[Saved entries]
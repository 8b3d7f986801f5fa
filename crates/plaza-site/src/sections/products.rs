//! Product grid and empty state.

use plaza_catalog::Product;

use crate::escape::html_escape;

/// Render the product grid for one page of results.
pub fn render_product_grid(products: &[Product]) -> String {
    let cards: String = products.iter().map(render_product_card).collect();

    format!(
        r#"<section class="products" data-section="products">
    <div class="product-grid">
        {}
    </div>
</section>"#,
        cards
    )
}

fn render_product_card(product: &Product) -> String {
    format!(
        r#"<article class="product-card" data-product-id="{id}">
    <div class="product-image">
        <img src="{image}" alt="{name}" loading="lazy">
    </div>
    <div class="product-info">
        <h3 class="product-title">{name}</h3>
        <p class="product-category">{category}</p>
        <p class="product-description">{description}</p>
        <div class="product-price">{price}</div>
    </div>
</article>"#,
        id = html_escape(product.id.as_str()),
        image = html_escape(&product.image),
        name = html_escape(&product.name),
        category = html_escape(&product.category),
        description = html_escape(&product.description),
        price = product.price_display(),
    )
}

/// Render the empty state shown when a vendor page has zero matching
/// products. This is a normal page state, distinct from the not-found
/// page for unknown vendor slugs.
pub fn render_empty_state(base_path: &str, search: &str) -> String {
    if search.trim().is_empty() {
        r#"<section class="empty-state" data-section="empty">
    <h2>No products yet</h2>
    <p>This vendor hasn't listed any products.</p>
</section>"#
            .to_string()
    } else {
        format!(
            r#"<section class="empty-state" data-section="empty">
    <h2>No matching products</h2>
    <p>Nothing matches “{}”.</p>
    <p><a href="{}">Clear search</a></p>
</section>"#,
            html_escape(search),
            base_path
        )
    }
}
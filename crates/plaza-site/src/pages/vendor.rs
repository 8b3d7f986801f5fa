//! Vendor page: hero, toolbar, product grid, pagination.

use plaza_catalog::Vendor;
use plaza_query::QueryParams;
use tracing::debug;

use crate::sections::{
    render_empty_state, render_pagination, render_product_grid, render_toolbar,
    render_vendor_hero, toolbar_scripts,
};

use super::{site_shell, vendor_path, SITE_NAME};

/// Render a vendor page for one set of query parameters.
///
/// Runs the full query pipeline over the vendor's products, so the
/// rendered page reflects the search, sort, and page the params carry.
pub fn render_vendor_page(vendor: &Vendor, params: &QueryParams, page_size: usize) -> String {
    let base = vendor_path(&vendor.slug);
    let page = plaza_query::run(&vendor.products, params, page_size);

    debug!(
        vendor = %vendor.slug,
        page = page.current_page,
        total = page.total_items,
        "rendering vendor page"
    );

    let results = if page.is_empty() {
        render_empty_state(&base, &params.search)
    } else {
        render_product_grid(&page.items)
    };

    let content = format!(
        "{}\n{}\n{}\n{}",
        render_vendor_hero(vendor),
        render_toolbar(&base, params, page.total_items),
        results,
        render_pagination(&page, &base, params),
    );

    let title = format!("{} - {}", vendor.name, SITE_NAME);
    let body_end = format!("</main>\n{}\n</body>\n</html>", toolbar_scripts());

    site_shell(&title).with_body_end(body_end).render(&content)
}
//! Plaza CLI - Command line tool for the Plaza marketplace storefront.
//!
//! Commands:
//! - `plaza build` - Render the full static site to disk
//! - `plaza vendors` - List vendors in the catalog
//! - `plaza query` - Run a product query against one vendor
//! - `plaza init` - Write a starter config file

mod commands;
mod config;
mod context;
mod output;

use anyhow::Result;
use clap::{Parser, Subcommand};

use commands::{BuildArgs, InitArgs, QueryArgs, VendorsArgs};

/// Plaza CLI - Build and inspect the marketplace storefront
#[derive(Parser)]
#[command(name = "plaza")]
#[command(author, version, about, long_about = None)]
#[command(propagate_version = true)]
struct Cli {
    /// Enable verbose output
    #[arg(short, long, global = true)]
    verbose: bool,

    /// Use JSON output format
    #[arg(long, global = true)]
    json: bool,

    /// Config file path
    #[arg(short, long, global = true)]
    config: Option<String>,

    #[command(subcommand)]
    command: Commands,
}

#[derive(Subcommand)]
enum Commands {
    /// Render the full static site to disk
    Build(BuildArgs),

    /// List vendors in the catalog
    Vendors(VendorsArgs),

    /// Run a product query against one vendor
    Query(QueryArgs),

    /// Write a starter config file
    Init(InitArgs),
}

#[tokio::main]
async fn main() -> Result<()> {
    let cli = Cli::parse();

    let output = output::Output::new(cli.verbose, cli.json);

    let config_path = cli.config.as_deref();
    let ctx = context::Context::load(config_path, output)?;

    let result = match cli.command {
        Commands::Build(args) => commands::build::run(args, &ctx).await,
        Commands::Vendors(args) => commands::vendors::run(args, &ctx).await,
        Commands::Query(args) => commands::query::run(args, &ctx).await,
        Commands::Init(args) => commands::init::run(args, &ctx).await,
    };

    if let Err(e) = result {
        ctx.output.error(&format!("{:#}", e));
        std::process::exit(1);
    }

    Ok(())
}
//! Vendor type.

use serde::{Deserialize, Serialize};

use crate::ids::VendorId;
use crate::product::Product;

/// A storefront entity owning a catalog of products.
///
/// Vendors are addressed by their unique, URL-safe `slug`.
#[derive(Debug, Clone, Serialize, Deserialize, PartialEq)]
pub struct Vendor {
    /// Unique vendor identifier.
    pub id: VendorId,
    /// URL-safe routing key (unique).
    pub slug: String,
    /// Display name.
    pub name: String,
    /// Logo image URI.
    pub logo: String,
    /// Hero image URI for the vendor page banner.
    pub hero_image: String,
    /// Short description shown on the vendor card and page.
    pub description: String,
    /// Brand accent color (display hint only, e.g., "#2563eb").
    pub brand_color: String,
    /// The vendor's products, in catalog order.
    pub products: Vec<Product>,
}

impl Vendor {
    /// Number of products this vendor carries.
    pub fn product_count(&self) -> usize {
        self.products.len()
    }
}

#[cfg(test)]
mod tests {
    use super::*;

    #[test]
    fn test_product_count_empty() {
        let vendor = Vendor {
            id: VendorId::new("vend-1"),
            slug: "empty-shop".to_string(),
            name: "Empty Shop".to_string(),
            logo: String::new(),
            hero_image: String::new(),
            description: String::new(),
            brand_color: "#000000".to_string(),
            products: Vec::new(),
        };
        assert_eq!(vendor.product_count(), 0);
    }
}
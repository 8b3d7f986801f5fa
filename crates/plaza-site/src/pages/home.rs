//! Home page: the vendor directory.

use plaza_catalog::{Catalog, Vendor};

use crate::escape::html_escape;

use super::{site_shell, vendor_path, SITE_NAME};

/// Render the home page listing every vendor in the catalog.
pub fn render_home(catalog: &Catalog) -> String {
    let cards: String = catalog.vendors().iter().map(render_vendor_card).collect();

    let content = format!(
        r#"<section class="vendors" data-section="vendors">
    <div class="vendor-grid">
        {}
    </div>
</section>"#,
        cards
    );

    site_shell(SITE_NAME).render(&content)
}

fn render_vendor_card(vendor: &Vendor) -> String {
    let count = vendor.product_count();
    let count_label = if count == 1 {
        "1 product".to_string()
    } else {
        format!("{} products", count)
    };

    format!(
        r#"<a href="{href}" class="vendor-card" data-vendor="{slug}">
    <img src="{logo}" alt="" width="48" height="48">
    <h2>{name}</h2>
    <p>{description}</p>
    <span class="count">{count}</span>
</a>"#,
        href = vendor_path(&vendor.slug),
        slug = html_escape(&vendor.slug),
        logo = html_escape(&vendor.logo),
        name = html_escape(&vendor.name),
        description = html_escape(&vendor.description),
        count = count_label,
    )
}

#[cfg(test)]
mod tests {
    use super::*;

    #[test]
    fn test_home_lists_every_vendor() {
        let catalog = Catalog::embedded();
        let html = render_home(&catalog);

        for vendor in catalog.vendors() {
            assert!(html.contains(&html_escape(&vendor.name)));
            assert!(html.contains(&format!(r#"href="{}""#, vendor_path(&vendor.slug))));
        }
    }

    #[test]
    fn test_home_shows_product_counts() {
        let catalog = Catalog::embedded();
        let html = render_home(&catalog);
        assert!(html.contains("14 products"));
    }

    #[test]
    fn test_home_is_complete_document() {
        let html = render_home(&Catalog::embedded());
        assert!(html.starts_with("<!DOCTYPE html>"));
        assert!(html.ends_with("</html>"));
    }
}
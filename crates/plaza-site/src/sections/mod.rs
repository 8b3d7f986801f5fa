//! Page sections: reusable HTML fragments composed into full pages.

mod header;
mod pagination;
mod products;

pub use header::{render_toolbar, render_vendor_hero, toolbar_scripts};
pub use pagination::render_pagination;
pub use products::{render_empty_state, render_product_grid};

use plaza_query::{QueryParams, SortKey};

/// Build a link to `base` carrying the given params at `page`.
///
/// Default-query pages exist on disk as static `page/<n>/` directories,
/// so links with no search and the default sort target those paths.
/// Links carrying search or sort state use a query string instead.
pub(crate) fn page_href(base: &str, params: &QueryParams, page: u32) -> String {
    if params.search.is_empty() && params.sort == SortKey::default() {
        if page <= 1 {
            base.to_string()
        } else {
            format!("{}page/{}/", base, page)
        }
    } else {
        format!("{}?{}", base, params.with_page(page).to_query_string())
    }
}
//! Product list query pipeline for Plaza.
//!
//! Turns a vendor's full product list plus three URL query parameters
//! (`search`, `sort`, `page`) into one bounded page of results with
//! pagination metadata:
//!
//! - **Filter**: case-insensitive substring search over name,
//!   description, and category.
//! - **Sort**: stable ordering by price (both directions) or recency.
//! - **Paginate**: clamped page slicing that never fails, even for empty
//!   lists or out-of-range page numbers.
//!
//! # Example
//!
//! ```
//! use plaza_catalog::Catalog;
//! use plaza_query::{process_products, QueryParams, SortKey, DEFAULT_PAGE_SIZE};
//!
//! let catalog = Catalog::embedded();
//! let vendor = catalog.vendor_by_slug("amber-leaf").expect("seed vendor");
//!
//! let page = process_products(
//!     &vendor.products,
//!     "tea",
//!     SortKey::PriceAsc,
//!     1,
//!     DEFAULT_PAGE_SIZE,
//! );
//! assert!(page.len() <= DEFAULT_PAGE_SIZE);
//! assert_eq!(page.current_page, 1);
//! ```

pub mod page;
pub mod params;
pub mod pipeline;
pub mod sort;

pub use page::PageResult;
pub use params::{QueryParams, DEFAULT_PAGE_SIZE};
pub use pipeline::{filter_products, paginate, process_products, run, sort_products};
pub use sort::SortKey;
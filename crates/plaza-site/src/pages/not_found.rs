//! Not-found page for unknown vendor slugs.

use super::{site_shell, SITE_NAME};

/// Render the 404 page shown for unknown vendors or paths.
pub fn render_not_found() -> String {
    let content = r#"<section class="not-found" data-section="not-found">
    <h1>404</h1>
    <h2>Vendor not found</h2>
    <p>We couldn't find that storefront.</p>
    <p><a href="/">Back to all vendors</a></p>
</section>"#;

    let title = format!("Not Found - {}", SITE_NAME);
    site_shell(&title).render(content)
}
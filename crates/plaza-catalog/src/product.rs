//! Product type.

use chrono::{DateTime, Utc};
use serde::{Deserialize, Serialize};

use crate::ids::{ProductId, VendorId};
use crate::money::Money;

/// A sellable item belonging to exactly one vendor.
///
/// Products are immutable once loaded from the catalog; every query over
/// them produces new sequences rather than touching the source list.
#[derive(Debug, Clone, Serialize, Deserialize, PartialEq)]
pub struct Product {
    /// Unique product identifier.
    pub id: ProductId,
    /// Owning vendor.
    pub vendor_id: VendorId,
    /// Product name.
    pub name: String,
    /// Full description shown on listings.
    pub description: String,
    /// Price.
    pub price: Money,
    /// Image URI.
    pub image: String,
    /// Category label used for browsing and search.
    pub category: String,
    /// Creation timestamp, RFC 3339 UTC in the catalog source.
    pub created_at: DateTime<Utc>,
}

impl Product {
    /// Case-insensitive substring test against name, description, and
    /// category. `needle_lower` must already be lowercased; the fields
    /// are lowercased here per call.
    pub fn matches_search(&self, needle_lower: &str) -> bool {
        self.name.to_lowercase().contains(needle_lower)
            || self.description.to_lowercase().contains(needle_lower)
            || self.category.to_lowercase().contains(needle_lower)
    }

    /// Format the price for display (e.g., "$24.50").
    pub fn price_display(&self) -> String {
        self.price.display()
    }
}

#[cfg(test)]
mod tests {
    use super::*;
    use crate::money::Currency;
    use chrono::TimeZone;

    fn sample_product() -> Product {
        Product {
            id: ProductId::new("prod-1"),
            vendor_id: VendorId::new("vend-1"),
            name: "Jasmine Green Tea".to_string(),
            description: "Loose-leaf green tea scented with jasmine blossoms".to_string(),
            price: Money::new(1450, Currency::USD),
            image: "/images/jasmine-green.jpg".to_string(),
            category: "Tea".to_string(),
            created_at: Utc.with_ymd_and_hms(2024, 3, 15, 9, 30, 0).unwrap(),
        }
    }

    #[test]
    fn test_matches_search_by_name() {
        let p = sample_product();
        assert!(p.matches_search("jasmine"));
        assert!(p.matches_search("green tea"));
    }

    #[test]
    fn test_matches_search_by_description() {
        let p = sample_product();
        assert!(p.matches_search("blossoms"));
    }

    #[test]
    fn test_matches_search_by_category() {
        let p = sample_product();
        assert!(p.matches_search("tea"));
    }

    #[test]
    fn test_matches_search_no_match() {
        let p = sample_product();
        assert!(!p.matches_search("coffee"));
    }

    #[test]
    fn test_price_display() {
        let p = sample_product();
        assert_eq!(p.price_display(), "$14.50");
    }
}
//! Vendor hero banner and the search/sort toolbar.

use plaza_catalog::Vendor;
use plaza_query::{QueryParams, SortKey};

use crate::escape::html_escape;

/// Render the vendor hero banner. The brand color is a display hint
/// only; it feeds the `--brand` CSS variable for this page.
pub fn render_vendor_hero(vendor: &Vendor) -> String {
    format!(
        r#"<section class="vendor-hero" style="--brand: {color}; background-image: url('{hero}'); background-size: cover;">
    <img src="{logo}" alt="" width="48" height="48">
    <h1>{name}</h1>
    <p>{description}</p>
</section>"#,
        color = html_escape(&vendor.brand_color),
        hero = html_escape(&vendor.hero_image),
        logo = html_escape(&vendor.logo),
        name = html_escape(&vendor.name),
        description = html_escape(&vendor.description),
    )
}

/// Render the toolbar: search form, result count, and sort dropdown.
///
/// The form submits GET to the vendor page and carries the current sort
/// along; submitting a new search resets to page 1 by simply not
/// emitting a `page` field.
pub fn render_toolbar(base_path: &str, params: &QueryParams, total_items: usize) -> String {
    let count_label = if params.search.is_empty() {
        format!("{} products", total_items)
    } else {
        format!(
            "{} results for \u{201c}{}\u{201d}",
            total_items,
            html_escape(&params.search)
        )
    };

    let sort_field = if params.sort != SortKey::default() {
        format!(
            r#"<input type="hidden" name="sort" value="{}">"#,
            params.sort.as_str()
        )
    } else {
        String::new()
    };

    let options: String = SortKey::all()
        .iter()
        .map(|key| {
            let selected = if *key == params.sort { " selected" } else { "" };
            format!(
                r#"<option value="{}"{}>{}</option>"#,
                key.as_str(),
                selected,
                key.display_name()
            )
        })
        .collect();

    format!(
        r#"<div class="toolbar">
    <form action="{base}" method="GET" class="search-form" role="search">
        <input type="search" name="search" value="{search}" placeholder="Search products..." aria-label="Search products">
        {sort_field}
        <button type="submit">Search</button>
    </form>
    <span class="result-count">{count}</span>
    <div class="sort-control">
        <label for="sort-select">Sort</label>
        <select id="sort-select" onchange="updateSort(this.value)">
            {options}
        </select>
    </div>
</div>"#,
        base = base_path,
        search = html_escape(&params.search),
        sort_field = sort_field,
        count = count_label,
        options = options,
    )
}

/// Inline script backing the sort dropdown: changing the sort updates
/// the query string and resets to page 1, dropping any static
/// `page/<n>/` path segment first.
pub fn toolbar_scripts() -> &'static str {
    r#"<script>
function updateSort(value) {
    const url = new URL(window.location);
    url.pathname = url.pathname.replace(/page\/\d+\/?$/, '');
    if (value === 'newest') {
        url.searchParams.delete('sort');
    } else {
        url.searchParams.set('sort', value);
    }
    url.searchParams.delete('page');
    window.location = url;
}
</script>"#
}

» **Problem details**
Each line above that includes the word "results" is to be copied.

» **Reply to the task**
/// Render the product grid for one page of results.
    let results = if page.is_empty() {
        results,
//! (`search`, `sort`, `page`) into one bounded page of results with
            "{} results for \u{201c}{}\u{201d}",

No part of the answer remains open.